→ **INSTRUCTIONS FOR THE TASK**: Filter the material below down to the lines containing the word "engine".
------------------------------
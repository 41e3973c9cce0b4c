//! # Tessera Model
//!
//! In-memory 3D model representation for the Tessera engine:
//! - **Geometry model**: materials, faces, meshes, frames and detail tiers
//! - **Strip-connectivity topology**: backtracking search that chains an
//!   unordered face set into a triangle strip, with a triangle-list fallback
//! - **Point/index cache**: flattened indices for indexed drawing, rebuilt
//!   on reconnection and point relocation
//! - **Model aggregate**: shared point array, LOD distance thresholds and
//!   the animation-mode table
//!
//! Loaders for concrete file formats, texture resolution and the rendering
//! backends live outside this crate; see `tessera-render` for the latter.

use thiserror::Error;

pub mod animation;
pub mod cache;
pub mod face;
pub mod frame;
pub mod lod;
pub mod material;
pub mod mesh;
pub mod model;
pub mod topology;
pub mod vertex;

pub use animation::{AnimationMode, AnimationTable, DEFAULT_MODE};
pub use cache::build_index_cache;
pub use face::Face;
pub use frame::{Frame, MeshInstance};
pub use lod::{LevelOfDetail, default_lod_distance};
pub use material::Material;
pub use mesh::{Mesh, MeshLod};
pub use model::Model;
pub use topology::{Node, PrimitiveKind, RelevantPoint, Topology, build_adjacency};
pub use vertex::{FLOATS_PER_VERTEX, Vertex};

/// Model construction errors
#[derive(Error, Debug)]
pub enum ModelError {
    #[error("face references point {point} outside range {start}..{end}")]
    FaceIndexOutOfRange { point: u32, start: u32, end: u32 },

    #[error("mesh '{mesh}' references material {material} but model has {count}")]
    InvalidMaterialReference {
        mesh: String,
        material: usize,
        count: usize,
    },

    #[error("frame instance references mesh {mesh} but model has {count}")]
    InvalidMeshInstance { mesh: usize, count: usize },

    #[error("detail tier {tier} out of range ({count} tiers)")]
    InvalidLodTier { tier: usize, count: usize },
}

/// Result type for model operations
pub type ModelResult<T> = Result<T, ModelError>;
------------------------------
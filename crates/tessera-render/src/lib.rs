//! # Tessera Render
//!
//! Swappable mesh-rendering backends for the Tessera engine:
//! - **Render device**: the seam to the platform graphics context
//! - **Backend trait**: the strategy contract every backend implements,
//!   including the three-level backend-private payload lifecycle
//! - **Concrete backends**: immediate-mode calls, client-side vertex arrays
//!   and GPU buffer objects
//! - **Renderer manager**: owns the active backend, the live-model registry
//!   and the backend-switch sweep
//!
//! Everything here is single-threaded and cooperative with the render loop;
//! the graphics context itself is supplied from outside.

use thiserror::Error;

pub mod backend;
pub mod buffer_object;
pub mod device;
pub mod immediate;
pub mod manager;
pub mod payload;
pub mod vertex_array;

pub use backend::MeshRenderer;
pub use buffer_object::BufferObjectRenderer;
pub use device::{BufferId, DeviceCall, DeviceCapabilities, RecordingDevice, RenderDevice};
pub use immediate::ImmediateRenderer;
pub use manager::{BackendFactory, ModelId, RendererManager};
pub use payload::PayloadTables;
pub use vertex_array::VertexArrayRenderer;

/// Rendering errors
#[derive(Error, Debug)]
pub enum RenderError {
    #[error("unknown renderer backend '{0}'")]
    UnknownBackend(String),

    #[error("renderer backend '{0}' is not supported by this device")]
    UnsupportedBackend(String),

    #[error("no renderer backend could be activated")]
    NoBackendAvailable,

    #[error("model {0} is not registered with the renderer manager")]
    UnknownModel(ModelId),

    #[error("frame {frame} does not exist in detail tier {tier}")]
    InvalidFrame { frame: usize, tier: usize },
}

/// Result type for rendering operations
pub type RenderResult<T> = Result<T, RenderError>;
------------------------------
→ **RESPONSE AREA**:
//! In-memory 3D model representation for the Tessera engine:
//! Swappable mesh-rendering backends for the Tessera engine:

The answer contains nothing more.